Typically it comes as a kind of plastic houseplant with several strands attached to a central stalk by a simple plug-in method. Remove the strands and glue to a suitable base and hey presto - scale vegetation for the wargames table.

The term suitable base is the key here; the first batch of herbage I made I set on card, and it didn't come up to scratch. The card warped after the spackle basing was applied. So, back to the drawing board, and I think I've cracked the problem.

Pictured are the component parts of this new project. The metal disks are the end caps from a type of frozen fruit juice concentrate that comes in card tubes. I saw these ages ago and thought they'd come in handy one day. Of course, I didn't quite know what they would prove useful for, but since when has that stopped a model-maker from accumulating bits and bobs on the off chance?

The victim - er, basis for the foliage will be the potted plant, which caught my eye as it has fern-like leaves suitable for tropical/equatorial Africa. The main tool for the transformation will be the hot glue gun.

Once all the strands are removed, I wound up with a pile of thirteen pieces.

Getting to work with the hot glue gun, within a few minutes I had the result shown above. One thing to note (and you may already know this); hot glue isn't the strongest adhesive around. It does have the advantage of setting quickly, especially if the surface the glue is squirted on is cold, like the disks. The trick here is to poke the plastic stalks into the blob of glue and work quickly before it hardens.

A side-on view, showing how effective these pieces are already at blocking line-of-sight.

And on to the next stage, applying a layer of sand to the disks to give a keyed surface for the spackle to grip to. I use the interior decor sand available at most hobby stores. It comes in thin plastic bags, so to avoid splits and spills I transfer it to old peanut jars, like that shown. Use old newspaper or plastic sheets to cover the work area. This stage can get very messy!

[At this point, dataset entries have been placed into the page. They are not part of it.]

use std::io;
use std::path::PathBuf;
use std::sync::Arc;
use log::info;
use tokio::fs::{File, OpenOptions};
use uuid::Uuid;

use crate::config::store::SettingsStore;
use crate::error::LinkError;
use crate::transport::ClassicConnector;

/// Opens the serial device bound to a Classic device's RFCOMM channel (e.g. `/dev/rfcomm0`,
/// or `COM5` on Windows). The binding per address lives in the settings.
pub struct PortConnector {
    settings: Arc<dyn SettingsStore>,
}

impl PortConnector {
    pub fn new(settings: Arc<dyn SettingsStore>) -> Self {
        PortConnector { settings }
    }

    fn port_of(&self, address: &str) -> Option<PathBuf> {
        self.settings.get().classic_ports
            .into_iter()
            .find(|(bound, _)| bound.eq_ignore_ascii_case(address))
            .map(|(_, path)| path)
    }
}

impl ClassicConnector for PortConnector {
    type Stream = File;

    async fn connect(&self, address: &str, service: Uuid) -> Result<File, LinkError> {
        let path = self.port_of(address).ok_or_else(|| LinkError::DeviceNotFound(address.to_string()))?;
        info!("Opening serial channel {} of {} at {}", service, address, path.to_string_lossy());

        let file = OpenOptions::new()
            .read(true)
            .write(true)
            .open(&path)
            .await
            .map_err(|err| match err.kind() {
                io::ErrorKind::PermissionDenied => LinkError::PermissionDenied(format!("{}: {}", path.to_string_lossy(), err)),
                _ => LinkError::from(err),
            })?;

        Ok(file)
    }
}

#[cfg(test)]
mod tests {
    use super::*;

    use crate::config::store::MemorySettings;
    use crate::config::types::SettingsField;
    use crate::device::constants::SERIAL_PORT_SERVICE;
    use crate::error::FailureKind;

    #[tokio::test]
    async fn unbound_address_is_not_found() {
        let connector = PortConnector::new(Arc::new(MemorySettings::default()));

        let err = connector.connect("98:D3:31:F5:1A:2B", SERIAL_PORT_SERVICE).await.unwrap_err();
        assert!(matches!(err, LinkError::DeviceNotFound(_)));
    }

    #[tokio::test]
    async fn opens_the_bound_port() {
        let path = std::env::temp_dir().join(format!("glove-link-port-{}", std::process::id()));
        std::fs::write(&path, b"").unwrap();

        let settings = Arc::new(MemorySettings::default());
        settings.set(SettingsField::ClassicPort { address: "98:D3:31:F5:1A:2B".to_string(), path: Some(path.clone()) }).await.unwrap();
        let connector = PortConnector::new(settings);

        assert!(connector.connect("98:d3:31:f5:1a:2b", SERIAL_PORT_SERVICE).await.is_ok());
        let _ = std::fs::remove_file(&path);
    }

    #[tokio::test]
    async fn missing_device_node_is_transient() {
        let settings = Arc::new(MemorySettings::default());
        let path = std::env::temp_dir().join("glove-link-no-such-port").join("rfcomm0");
        settings.set(SettingsField::ClassicPort { address: "AA:BB".to_string(), path: Some(path) }).await.unwrap();
        let connector = PortConnector::new(settings);

        let err = connector.connect("AA:BB", SERIAL_PORT_SERVICE).await.unwrap_err();
        assert_eq!(err.kind(), FailureKind::Transient);
    }
}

I spread a good dollop of PVA/Gorilla glue around the disks and up the stalks a little ways, using a wet fingertip to help work it into position. Usually I'd dilute the PVA with water, but as the hot glue forms a relatively weak bond I wanted to be sure of a stronger hold on the strands. Be sure to cover the edges of the discs. Allow everything to set before moving on to the next stage. Have a cup of fresh ground coffee - you'll need it.

Thursday, December 2, 2010

New recruits!

Thanks to a purchase on eBay, I now have a few new recruits for my Africa Station campaign setting.

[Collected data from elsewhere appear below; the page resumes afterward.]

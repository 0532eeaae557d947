use std::io;
use std::fmt::{Display, Formatter};
use std::path::PathBuf;
use std::str::Utf8Error;
use thiserror::Error;
use btleplug;
use serde_json;

use crate::device::types::TransportKind;

#[derive(Error, Debug)]
pub enum ConfigError {
    #[error("Failed to determine path to config file")]
    NoConfigPath,

    #[error("Failed to acquire file lock on config file: {source}")]
    CanNotLock { source: io::Error },

    #[error("Failed to encode/decode config as utf-8: {source}")]
    Utf8Error { #[from] source: Utf8Error },

    #[error("Failed to read/write config file: {source}")]
    IOError { #[from] source: io::Error },

    #[error("Failed to parse/build config file: {source}")]
    JsonError { #[from] source: serde_json::Error },
}

impl ConfigError {
    pub fn is_file_not_found_error(&self) -> bool {
        match self {
            ConfigError::IOError { source } => source.kind() == io::ErrorKind::NotFound,
            _ => false,
        }
    }
}

#[derive(Error, Debug)]
pub enum LinkError {
    #[error("{0} is not supported on this device")]
    Unsupported(TransportKind),

    #[error("Permission denied: {0}")]
    PermissionDenied(String),

    #[error("Bluetooth I/O failed: {source}")]
    Io { #[from] source: io::Error },

    #[error("Error communicating with device (btleplug): {source}")]
    Btle { #[from] source: btleplug::Error },

    #[error("A required bluetooth {0} is not available on the device")]
    ProtocolMismatch(&'static str),

    #[error("No device known with address {0}")]
    DeviceNotFound(String),

    #[error("No {0} connection is open")]
    NotConnected(TransportKind),

    #[error("{0} is already connecting or connected; disconnect it first")]
    AlreadyConnected(TransportKind),

    #[error("The connection attempt was cancelled by a disconnect")]
    Cancelled,

    #[error("No device is connected")]
    Disconnected,

    #[error("A receive loop is already running on this connection")]
    ReceiverBusy,

    #[error("Invalid assignment: {0}")]
    InvalidAssignment(String),
}

/// Failure taxonomy shared by every transport operation.
#[derive(Debug, Clone, Copy, PartialEq, Eq)]
pub enum FailureKind {
    /// No radio, or the radio lacks the transport. Permanent.
    Unsupported,
    /// The OS capability grant is missing. Recoverable by requesting it and retrying.
    PermissionDenied,
    /// Connect/read/write failure. Never retried automatically.
    Transient,
    /// The remote device lacks the expected service, characteristic or descriptor.
    ProtocolMismatch,
}

impl LinkError {
    pub fn kind(&self) -> FailureKind {
        match self {
            LinkError::Unsupported(_) => FailureKind::Unsupported,
            LinkError::PermissionDenied(_) => FailureKind::PermissionDenied,
            LinkError::Io { source } if source.kind() == io::ErrorKind::PermissionDenied => FailureKind::PermissionDenied,
            LinkError::Btle { source: btleplug::Error::PermissionDenied } => FailureKind::PermissionDenied,
            LinkError::ProtocolMismatch(_) => FailureKind::ProtocolMismatch,
            _ => FailureKind::Transient,
        }
    }
}

/// A cloneable record of a [`LinkError`], stored inside observable state.
#[derive(Debug, Clone, PartialEq, Eq)]
pub struct Failure {
    pub kind: FailureKind,
    pub message: String,
}

impl Failure {
    pub fn new(kind: FailureKind, message: impl Into<String>) -> Self {
        Failure { kind, message: message.into() }
    }
}

impl From<&LinkError> for Failure {
    fn from(err: &LinkError) -> Self {
        Failure::new(err.kind(), err.to_string())
    }
}

impl From<LinkError> for Failure {
    fn from(err: LinkError) -> Self {
        Failure::from(&err)
    }
}

impl Display for Failure {
    fn fmt(&self, f: &mut Formatter<'_>) -> std::fmt::Result {
        write!(f, "{}", self.message)
    }
}

#[derive(Error, Debug)]
pub enum GestureError {
    #[error("Failed to read gesture asset {path}: {source}")]
    Asset { path: PathBuf, source: io::Error },

    #[error("Failed to parse gesture asset: {source}")]
    Json { #[from] source: serde_json::Error },

    #[error("The label map does not contain any labels")]
    EmptyLabels,

    #[error("Expected {expected} features, got {actual}")]
    FeatureLength { expected: usize, actual: usize },

    #[error("Classifier failed: {0}")]
    Classifier(String),
}

#[derive(Error, Debug)]
pub enum SpeechError {
    #[error("Translation failed: {0}")]
    Translation(String),

    #[error("Speech synthesis failed: {0}")]
    Synthesis(String),
}

#[derive(Error, Debug)]
pub enum AppRunError {
    #[error("Failed to start application (config): {source}")]
    ConfigError { #[from] source: ConfigError },

    #[error("Bluetooth link failed: {source}")]
    LinkError { #[from] source: LinkError },

    #[error("Failed to connect to {address}: {reason}")]
    ConnectFailed { address: String, reason: String },

    #[error("Failed to start async runtime: {source}")]
    Runtime { source: std::io::Error },
}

Now, we know there's something in there...

The stalwart fellows shown above are Wargames Foundry from their Darkest Africa range, mostly from pack DA 3/8 - Allied tribal musketmen equipped with obsolete firearms, and are fresh off the painting block. These are versatile figures which can serve as tribesmen, poorly-equipped askari, escorts for exploration or hunting parties, guards for a civilian commercial concern, deserters from a Colonizing power's askari force, bandits, and many things besides.

I'm going to use them as a band of native mercenaries, headed by Sunny N'sher (the mean-looking guy in red). Guns for hire, they serve any who can pay - or could work on their own agenda...

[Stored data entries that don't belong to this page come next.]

use std::path::PathBuf;
use std::time::Duration;
use clap::{Parser, Subcommand};
use log::{info, warn};
use tokio::sync::broadcast::error::RecvError;
use tokio::sync::oneshot;

use crate::config::store::SettingsStore;
use crate::config::types::SettingsField;
use crate::device::protocol::{Assignment, AssignmentMode};
use crate::device::types::{Activity, DiscoveredDevice, Notice, TransportKind};
use crate::error::AppRunError;
use crate::link::manager::LinkManager;
use crate::speech::Announcer;
use crate::transport::{ClassicConnector, Radio};

/** How long `assign` waits for the glove to confirm */
const ASSIGNMENT_REPLY_TIMEOUT: Duration = Duration::from_secs(10);

#[derive(Parser, Debug)]
#[command(author, version)]
#[command(about = "Connects to a sign language sensor glove over Bluetooth Classic or BLE", long_about = None)]
pub struct Cli {
    /// Language that inferred words are translated to before they are spoken
    #[arg(long, global = true, default_value = "en")]
    pub language: String,

    /// Print inferred words without speaking them
    #[arg(long, global = true)]
    pub mute: bool,

    #[command(subcommand)]
    pub command: Option<Command>,
}

#[derive(Subcommand, Debug)]
pub enum Command {
    /// List nearby devices
    Scan {
        #[arg(long, value_enum, default_value = "ble")]
        transport: TransportKind,

        /// Scan duration, e.g. "30s" (defaults to the configured scan timeout)
        #[arg(long, value_parser = humantime::parse_duration)]
        timeout: Option<Duration>,
    },

    /// List Classic devices that have a bound serial port
    Paired,

    /// Connect and stream telemetry and inferred words until Ctrl-C
    Connect {
        address: String,

        #[arg(long, value_enum, default_value = "ble")]
        transport: TransportKind,

        /// Serial device bound to the RFCOMM channel of the device (Classic only), remembered for next time
        #[arg(long)]
        port: Option<PathBuf>,
    },

    /// Assign a text to a gesture slot of the glove
    Assign {
        address: String,

        #[arg(long, value_enum, default_value = "ble")]
        transport: TransportKind,

        #[arg(long, value_enum)]
        mode: AssignmentMode,

        /// 1-5 for phrases, 1-15 for letters
        #[arg(long)]
        slot: u8,

        text: String,

        #[arg(long)]
        port: Option<PathBuf>,
    },

    /// Reconnect (Classic) to the last connected device
    Reconnect,
}

impl Cli {
    /// The scan duration requested on the command line, if any.
    pub fn scan_timeout(&self) -> Option<Duration> {
        match &self.command {
            Some(Command::Scan { timeout, .. }) => *timeout,
            _ => None,
        }
    }
}

fn print_device(device: &DiscoveredDevice) {
    println!("{}  {:<8} {}", device.address, device.transport, device.name.as_deref().unwrap_or("(unnamed)"));
}

pub async fn execute<R: Radio, C: ClassicConnector>(
    cli: &Cli,
    manager: &LinkManager<R, C>,
    settings: &dyn SettingsStore,
    announcer: Option<&Announcer>,
) -> Result<(), AppRunError> {
    match cli.command.as_ref().unwrap_or(&Command::Reconnect) {
        Command::Scan { transport, .. } => scan(manager, *transport).await,
        Command::Paired => {
            for device in manager.load_paired_devices() {
                print_device(&device);
            }
            Ok(())
        },
        Command::Connect { address, transport, port } => {
            bind_port(settings, address, port).await?;
            connect(manager, address, *transport).await?;
            monitor(manager, announcer, &cli.language).await;
            Ok(())
        },
        Command::Assign { address, transport, mode, slot, text, port } => {
            let assignment = Assignment::new(*mode, *slot, text.as_str())?;
            bind_port(settings, address, port).await?;
            connect(manager, address, *transport).await?;
            assign(manager, &assignment).await
        },
        Command::Reconnect => {
            if settings.get().last_connected_device.is_none() {
                println!("No previously connected device; use `scan` and `connect` first");
                return Ok(());
            }

            reconnect(manager).await?;
            monitor(manager, announcer, &cli.language).await;
            Ok(())
        },
    }
}

async fn bind_port(settings: &dyn SettingsStore, address: &str, port: &Option<PathBuf>) -> Result<(), AppRunError> {
    if let Some(port) = port {
        settings.set(SettingsField::ClassicPort { address: address.to_string(), path: Some(port.clone()) }).await?;
    }
    Ok(())
}

async fn scan<R: Radio, C: ClassicConnector>(manager: &LinkManager<R, C>, kind: TransportKind) -> Result<(), AppRunError> {
    let mut activity = manager.state().subscribe_activity();
    manager.start_scan(kind, print_device).await?;

    let ctrl_c = tokio::signal::ctrl_c();
    tokio::pin!(ctrl_c);

    'mainloop: loop {
        let changed = tokio::select! {
            _ = &mut ctrl_c => break 'mainloop,
            changed = activity.changed() => changed,
        };
        if changed.is_err() {
            break 'mainloop;
        }

        let current = activity.borrow_and_update().clone();
        match current {
            Activity::ScanFinished(finished) if finished == kind => break 'mainloop,
            Activity::ScanFailed(failed, failure) if failed == kind => {
                println!("Scan failed: {}", failure);
                break 'mainloop;
            },
            _ => {},
        }
    }

    println!("Found {} devices", manager.devices().len());
    Ok(())
}

async fn connect<R: Radio, C: ClassicConnector>(manager: &LinkManager<R, C>, address: &str, kind: TransportKind) -> Result<(), AppRunError> {
    match kind {
        TransportKind::Classic => {
            let (sender, receiver) = oneshot::channel();
            manager.connect_classic(address, move |connected| {
                let _ = sender.send(connected);
            }).await;

            if !receiver.await.unwrap_or(false) {
                return Err(AppRunError::ConnectFailed {
                    address: address.to_string(),
                    reason: manager.state().classic_state().to_string(),
                });
            }
            manager.start_sensor_stream()?;
        },
        TransportKind::Ble => {
            manager.connect_ble(address).await.map_err(|err| AppRunError::ConnectFailed {
                address: address.to_string(),
                reason: err.to_string(),
            })?;
        },
    }

    println!("Connected to {} ({})", address, kind);
    Ok(())
}

async fn reconnect<R: Radio, C: ClassicConnector>(manager: &LinkManager<R, C>) -> Result<(), AppRunError> {
    let (sender, receiver) = oneshot::channel();
    manager.restore_last_connection(move |connected| {
        let _ = sender.send(connected);
    }).await;

    if !receiver.await.unwrap_or(false) {
        return Err(AppRunError::ConnectFailed {
            address: "the last connected device".to_string(),
            reason: manager.state().classic_state().to_string(),
        });
    }

    manager.start_sensor_stream()?;
    println!("Reconnected");
    Ok(())
}

async fn assign<R: Radio, C: ClassicConnector>(manager: &LinkManager<R, C>, assignment: &Assignment) -> Result<(), AppRunError> {
    let mut notices = manager.state().subscribe_notices();
    manager.assign(assignment).await?;

    match tokio::time::timeout(ASSIGNMENT_REPLY_TIMEOUT, notices.recv()).await {
        Ok(Ok(notice)) => println!("{}", notice),
        Ok(Err(err)) => warn!("Stopped listening for the assignment reply: {}", err),
        Err(_) => println!("The glove did not confirm the assignment"),
    }
    Ok(())
}

enum Event {
    Interrupted,
    Connection,
    Sensors,
    Inferred,
    Notice(Result<Notice, RecvError>),
    Closed,
}

/// Prints everything the glove sends until Ctrl-C or until the connection drops.
pub async fn monitor<R: Radio, C: ClassicConnector>(manager: &LinkManager<R, C>, announcer: Option<&Announcer>, language: &str) {
    let state = manager.state();
    let mut connected = state.subscribe_is_connected();
    let mut sensors = state.subscribe_sensor_values();
    let mut inferred = state.subscribe_inferred_text();
    let mut notices = state.subscribe_notices();

    let ctrl_c = tokio::signal::ctrl_c();
    tokio::pin!(ctrl_c);

    'mainloop: loop {
        let event = tokio::select! {
            _ = &mut ctrl_c => Event::Interrupted,
            changed = connected.changed() => if changed.is_ok() { Event::Connection } else { Event::Closed },
            changed = sensors.changed() => if changed.is_ok() { Event::Sensors } else { Event::Closed },
            changed = inferred.changed() => if changed.is_ok() { Event::Inferred } else { Event::Closed },
            notice = notices.recv() => Event::Notice(notice),
        };

        match event {
            Event::Interrupted => {
                info!("Interrupted");
                break 'mainloop;
            },
            Event::Closed => break 'mainloop,
            Event::Connection => {
                let is_connected = *connected.borrow_and_update();
                if !is_connected {
                    println!("Connection lost");
                    break 'mainloop;
                }
            },
            Event::Sensors => {
                let values = sensors.borrow_and_update().clone();
                match serde_json::to_string(&values) {
                    Ok(json) => println!("{}", json),
                    Err(err) => warn!("Failed to encode sensor values: {}", err),
                }
            },
            Event::Inferred => {
                let text = inferred.borrow_and_update().clone();
                if text.is_empty() {
                    continue 'mainloop;
                }

                println!("> {}", text);
                if let Some(announcer) = announcer {
                    if let Some((announcement, _)) = announcer.announce(&text, language).await {
                        if announcement.translated != announcement.original {
                            println!("> {} ({})", announcement.translated, language);
                        }
                    }
                }
            },
            Event::Notice(Ok(notice)) => println!("{}", notice),
            Event::Notice(Err(RecvError::Lagged(missed))) => warn!("Missed {} notices", missed),
            Event::Notice(Err(RecvError::Closed)) => break 'mainloop,
        }
    }
}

I also picked up a military medical team and a number of camp cookhouse figures from the same lot. While not fighting troops per se, they will add color to the tabletop scene. Some rules sets allow for medical attention on wounded troops. A glance at the Sharp Practice rules from Too Fat Lardies shows that "Big Men" can be saved by medical attention to serve and fight again another day. Having an actual aid station on the table gives an objective to be reached - or blocked by an enemy.